Ze bleef in het openbaar aan zijn zijde, poseerde op sociale media met veel genegenheid en vertelde vrienden hoeveel ze van hem hield, ondanks zijn aandoening.
Maar achter gesloten deuren begonnen er scheuren te ontstaan. Ze zuchtte ongeduldig toen hij om hulp vroeg. Ze begon steeds vaker « naar feestjes » te verdwijnen.
En toen ze dacht dat niemand keek, sloeg haar gevoel om in irritatie.
Adriens borst werd met de dag zwaarder. De test werkte, maar veroorzaakte alleen maar pijn.
Op de achtergrond van zijn ongeluk stond iemand die hij nauwelijks opmerkte: Marbel, het stille dienstmeisje dat slechts enkele maanden eerder in het landhuis was komen werken.
Ze was noch opzichtig noch luidruchtig.

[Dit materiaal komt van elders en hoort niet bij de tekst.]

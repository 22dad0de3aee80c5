//! Shared fixture for tablet manager tests

#![allow(dead_code)]

use bytes::Bytes;
use lakeio_common::{
    Column, Error, Result, RowsetMetadata, SchemaDescriptor, TabletId, TabletMetadata, Version,
};
use lakeio_store::{FixedLocationProvider, LocationProvider, MemoryStore, MetadataStore, join_path};
use lakeio_tablet::{ColumnSpec, CreateTabletRequest, SchemaSpec, TabletManager};
use parking_lot::Mutex;
use rand::Rng;
use std::sync::atomic::{AtomicI64, Ordering};
use std::sync::{Arc, Barrier};

pub const ROOT: &str = "test_lake";

pub struct Fixture {
    pub store: Arc<MemoryStore>,
    pub manager: TabletManager,
    next_id: AtomicI64,
}

impl Fixture {
    pub fn new() -> Self {
        Self::with_capacity(16 * 1024 * 1024)
    }

    pub fn with_capacity(capacity: usize) -> Self {
        let store = Arc::new(MemoryStore::new());
        let manager = TabletManager::new(
            store.clone(),
            Arc::new(FixedLocationProvider::new(ROOT)),
            capacity,
        );
        Self::from_parts(store, manager)
    }

    pub fn from_parts(store: Arc<MemoryStore>, manager: TabletManager) -> Self {
        // Random base so ids from different tests never line up by accident
        let base = rand::thread_rng().gen_range(1_000..1_000_000);
        Self {
            store,
            manager,
            next_id: AtomicI64::new(base),
        }
    }

    pub fn next_id(&self) -> i64 {
        self.next_id.fetch_add(1, Ordering::Relaxed)
    }
}

/// Two INT columns: c0 (key, id 0) and c1 (id 1)
pub fn two_column_spec(schema_id: i64) -> SchemaSpec {
    SchemaSpec::new(
        schema_id,
        vec![
            ColumnSpec::new("c0", "INT").with_unique_id(0).key(),
            ColumnSpec::new("c1", "INT").with_unique_id(1),
        ],
    )
}

pub fn create_request(tablet_id: TabletId, schema_id: i64) -> CreateTabletRequest {
    CreateTabletRequest::new(tablet_id, two_column_spec(schema_id))
}

pub fn schema(id: i64, columns: &[&str]) -> SchemaDescriptor {
    SchemaDescriptor::with_columns(
        id,
        columns
            .iter()
            .zip(0..)
            .map(|(name, uid)| Column::new(uid, *name, "INT"))
            .collect(),
    )
}

/// Metadata with `num_rowsets` rowsets, ids 1..=num_rowsets
pub fn metadata_with_rowsets(
    tablet_id: TabletId,
    version: Version,
    num_rowsets: u32,
) -> TabletMetadata {
    let mut metadata = TabletMetadata::new(tablet_id, version);
    metadata.schema = schema(1, &["c0", "c1"]);
    for id in 1..=num_rowsets {
        metadata.rowsets.push(RowsetMetadata::new(id, 10, 1024));
    }
    metadata.next_rowset_id = num_rowsets + 1;
    metadata
}

/// Spreads tablets over `partitions` roots by tablet id
pub struct PartitionedLocationProvider {
    root: String,
    partitions: i64,
}

impl PartitionedLocationProvider {
    pub fn new(root: impl Into<String>, partitions: i64) -> Self {
        Self {
            root: root.into(),
            partitions,
        }
    }
}

impl LocationProvider for PartitionedLocationProvider {
    fn root_location(&self, tablet_id: TabletId) -> String {
        join_path(&self.root, &(tablet_id % self.partitions).to_string())
    }
}

/// Rendezvous for one paused `get`: `read` is reached once the bytes have
/// been read, the call returns after `release`.
#[derive(Clone)]
pub struct GetGate {
    key: String,
    pub read: Arc<Barrier>,
    pub release: Arc<Barrier>,
}

/// A `MemoryStore` with injectable I/O failures and a pausable `get`
#[derive(Default)]
pub struct FaultyStore {
    inner: MemoryStore,
    failing_keys: Mutex<Vec<String>>,
    puts_before_failure: Mutex<Option<usize>>,
    gate: Mutex<Option<GetGate>>,
}

impl FaultyStore {
    pub fn new() -> Self {
        Self::default()
    }

    pub fn inner(&self) -> &MemoryStore {
        &self.inner
    }

    /// Every operation on `key` fails with `StoreIo` until `heal`
    pub fn fail_key(&self, key: impl Into<String>) {
        self.failing_keys.lock().push(key.into());
    }

    /// Let `n` more puts through, then fail every put until `heal`
    pub fn fail_puts_after(&self, n: usize) {
        *self.puts_before_failure.lock() = Some(n);
    }

    pub fn heal(&self) {
        self.failing_keys.lock().clear();
        *self.puts_before_failure.lock() = None;
    }

    /// Pause the next `get` of `key` after it has read the object
    pub fn pause_get(&self, key: impl Into<String>) -> GetGate {
        let gate = GetGate {
            key: key.into(),
            read: Arc::new(Barrier::new(2)),
            release: Arc::new(Barrier::new(2)),
        };
        *self.gate.lock() = Some(gate.clone());
        gate
    }

    fn check(&self, key: &str) -> Result<()> {
        if self.failing_keys.lock().iter().any(|k| k == key) {
            return Err(Error::store_io(format!("injected failure on {key}")));
        }
        Ok(())
    }
}

impl MetadataStore for FaultyStore {
    fn put(&self, key: &str, value: Bytes) -> Result<()> {
        self.check(key)?;
        {
            let mut budget = self.puts_before_failure.lock();
            match budget.as_mut() {
                Some(0) => {
                    return Err(Error::store_io(format!("injected put failure on {key}")));
                }
                Some(n) => *n -= 1,
                None => {}
            }
        }
        self.inner.put(key, value)
    }

    fn get(&self, key: &str) -> Result<Bytes> {
        self.check(key)?;
        let bytes = self.inner.get(key);
        let gate = {
            let mut gate = self.gate.lock();
            if gate.as_ref().is_some_and(|g| g.key == key) {
                gate.take()
            } else {
                None
            }
        };
        if let Some(gate) = gate {
            gate.read.wait();
            gate.release.wait();
        }
        bytes
    }

    fn delete(&self, key: &str) -> Result<()> {
        self.check(key)?;
        self.inner.delete(key)
    }

    fn list(&self, prefix: &str) -> Result<Vec<String>> {
        self.inner.list(prefix)
    }
}

/// A manager over a `FaultyStore` rooted at `ROOT`
pub fn faulty_manager(store: &Arc<FaultyStore>) -> TabletManager {
    TabletManager::new(
        store.clone(),
        Arc::new(FixedLocationProvider::new(ROOT)),
        16 * 1024 * 1024,
    )
}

Ze droeg een keurig paars uniform en bewoog zich met stille waardigheid.
Maar terwijl Cassandra met haar ogen rolde terwijl Adrien probeerde een glas water te pakken, was het Marbel die het hem voorzichtig aanreikte.

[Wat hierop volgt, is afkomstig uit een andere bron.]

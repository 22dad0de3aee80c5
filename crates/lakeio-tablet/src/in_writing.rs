//! Best-effort accounting of bytes being written per tablet
//!
//! Writers add to a tablet's counter before their data lands; flow control
//! reads it. Counters are never authoritative space usage and are swept
//! periodically for tablets this node no longer serves.

use dashmap::DashMap;
use lakeio_common::TabletId;

#[derive(Debug, Default)]
pub struct InWritingSizes {
    sizes: DashMap<TabletId, i64>,
}

impl InWritingSizes {
    pub fn new() -> Self {
        Self::default()
    }

    pub fn add(&self, tablet_id: TabletId, size: i64) {
        *self.sizes.entry(tablet_id).or_insert(0) += size;
    }

    /// Current counter, 0 for unknown tablets
    pub fn get(&self, tablet_id: TabletId) -> i64 {
        self.sizes.get(&tablet_id).map_or(0, |v| *v)
    }

    /// Drop counters of tablets that fail `keep`
    pub fn retain(&self, mut keep: impl FnMut(TabletId) -> bool) -> usize {
        let before = self.sizes.len();
        self.sizes.retain(|tablet_id, _| keep(*tablet_id));
        before - self.sizes.len()
    }

    pub fn len(&self) -> usize {
        self.sizes.len()
    }

    pub fn is_empty(&self) -> bool {
        self.sizes.is_empty()
    }
}
//! lakeio Common - Shared types and utilities
//!
//! This crate provides the tablet metadata data model, the error type and
//! the configuration structures used across all lakeio components.

pub mod config;
pub mod error;
pub mod types;

pub use config::LakeConfig;
pub use error::{Error, Result};
pub use types::*;
//! Wire types for the hosted chat-completions endpoint.

use serde::{Deserialize, Serialize};
use serde_json::{Map, Value};

use crate::conversation::ConversationTurn;

/// Request body for one completion attempt.
///
/// Auxiliary sampling parameters are fixed: `top_p = 1.0`,
/// `frequency_penalty = 0`, `presence_penalty = 0`.
#[derive(Debug, Clone, Serialize)]
pub struct CompletionRequest {
    pub model: String,
    pub messages: Vec<ConversationTurn>,
    pub max_tokens: u32,
    pub temperature: f64,
    pub top_p: f64,
    pub frequency_penalty: f64,
    pub presence_penalty: f64,
}

impl CompletionRequest {
    pub fn new(
        model: impl Into<String>,
        messages: Vec<ConversationTurn>,
        max_tokens: u32,
        temperature: f64,
    ) -> Self {
        Self {
            model: model.into(),
            messages,
            max_tokens,
            temperature,
            top_p: 1.0,
            frequency_penalty: 0.0,
            presence_penalty: 0.0,
        }
    }
}

/// Parsed success body.
///
/// Treated as opaque beyond the fields needed to pull out the generated
/// text; unrecognized fields ride along in `extra`.
#[derive(Debug, Clone, Serialize, Deserialize)]
pub struct ChatCompletion {
    #[serde(default)]
    pub id: Option<String>,
    #[serde(default)]
    pub model: Option<String>,
    #[serde(default)]
    pub choices: Vec<Choice>,
    #[serde(default, skip_serializing_if = "Option::is_none")]
    pub usage: Option<Usage>,
    #[serde(flatten)]
    pub extra: Map<String, Value>,
}

impl ChatCompletion {
    /// Content of the first choice, if the backend returned one.
    pub fn first_content(&self) -> Option<&str> {
        self.choices.first().map(|c| c.message.content.as_str())
    }
}

#[derive(Debug, Clone, Serialize, Deserialize)]
pub struct Choice {
    pub message: AssistantMessage,
    #[serde(default, skip_serializing_if = "Option::is_none")]
    pub finish_reason: Option<String>,
}

#[derive(Debug, Clone, Serialize, Deserialize)]
pub struct AssistantMessage {
    pub role: String,
    #[serde(default)]
    pub content: String,
}

/// Token accounting reported by the backend, when present.
#[derive(Debug, Clone, Serialize, Deserialize)]
pub struct Usage {
    #[serde(default)]
    pub prompt_tokens: u32,
    #[serde(default)]
    pub completion_tokens: u32,
    #[serde(default)]
    pub total_tokens: u32,
}

#[cfg(test)]
mod tests {
    use super::*;
    use crate::conversation::Role;
    use serde_json::json;

    #[test]
    fn request_carries_fixed_aux_params() {
        let request = CompletionRequest::new(
            "deepseek/deepseek-r1-0528:free",
            vec![ConversationTurn::user("hi")],
            1800,
            0.1,
        );
        let body = serde_json::to_value(&request).unwrap();
        assert_eq!(body["model"], "deepseek/deepseek-r1-0528:free");
        assert_eq!(body["max_tokens"], 1800);
        assert_eq!(body["top_p"], 1.0);
        assert_eq!(body["frequency_penalty"], 0.0);
        assert_eq!(body["presence_penalty"], 0.0);
        assert_eq!(body["messages"][0]["role"], "user");
        assert_eq!(body["messages"][0]["content"], "hi");
    }

    #[test]
    fn role_serializes_lowercase() {
        let turn = ConversationTurn::new(Role::System, "preamble");
        let body = serde_json::to_value(&turn).unwrap();
        assert_eq!(body["role"], "system");
    }

    #[test]
    fn completion_deserializes_and_yields_first_content() {
        let body = json!({
            "id": "gen-123",
            "model": "deepseek/deepseek-r1-0528:free",
            "choices": [
                {"message": {"role": "assistant", "content": "hello"}, "finish_reason": "stop"}
            ],
            "usage": {"prompt_tokens": 12, "completion_tokens": 3, "total_tokens": 15},
            "provider": "SomeHost"
        });
        let completion: ChatCompletion = serde_json::from_value(body).unwrap();
        assert_eq!(completion.first_content(), Some("hello"));
        assert_eq!(completion.usage.as_ref().unwrap().total_tokens, 15);
        // Unknown fields are preserved, not dropped.
        assert_eq!(completion.extra["provider"], "SomeHost");
    }

    #[test]
    fn completion_without_choices_has_no_content() {
        let completion: ChatCompletion = serde_json::from_value(json!({})).unwrap();
        assert_eq!(completion.first_content(), None);
    }
}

Toen Cassandra weigerde de rolstoel te duwen, deed Marbel dat stilletjes en leidde de rolstoel met zelfverzekerde tred door de tuinen.
Adrien begon haar anders te bekijken. Ze keek hem niet aan met medelijden of hebzucht. Ze zag hem als een man – gewond, maar nog steeds menselijk, nog steeds respectwaardig.
En voor het eerst in jaren roerde er iets in Adriens hart.
Dagen werden weken en Cassandra’s masker viel volledig af. Adrien zag haar minachting bij elke ontmoeting duidelijker.
Ze bespotte hem openlijk in de beslotenheid van haar huis en noemde hem ‘een schim van de man die hij ooit was’.
Het breekpunt kwam op een avond tijdens een uitgebreid terrasfeest. Cassandra, gekleed in diamanten en zijde, lachte luidkeels om haar vriendinnen.
Met een wrede glimlach wees ze naar Adrien, die in zijn rolstoel zat.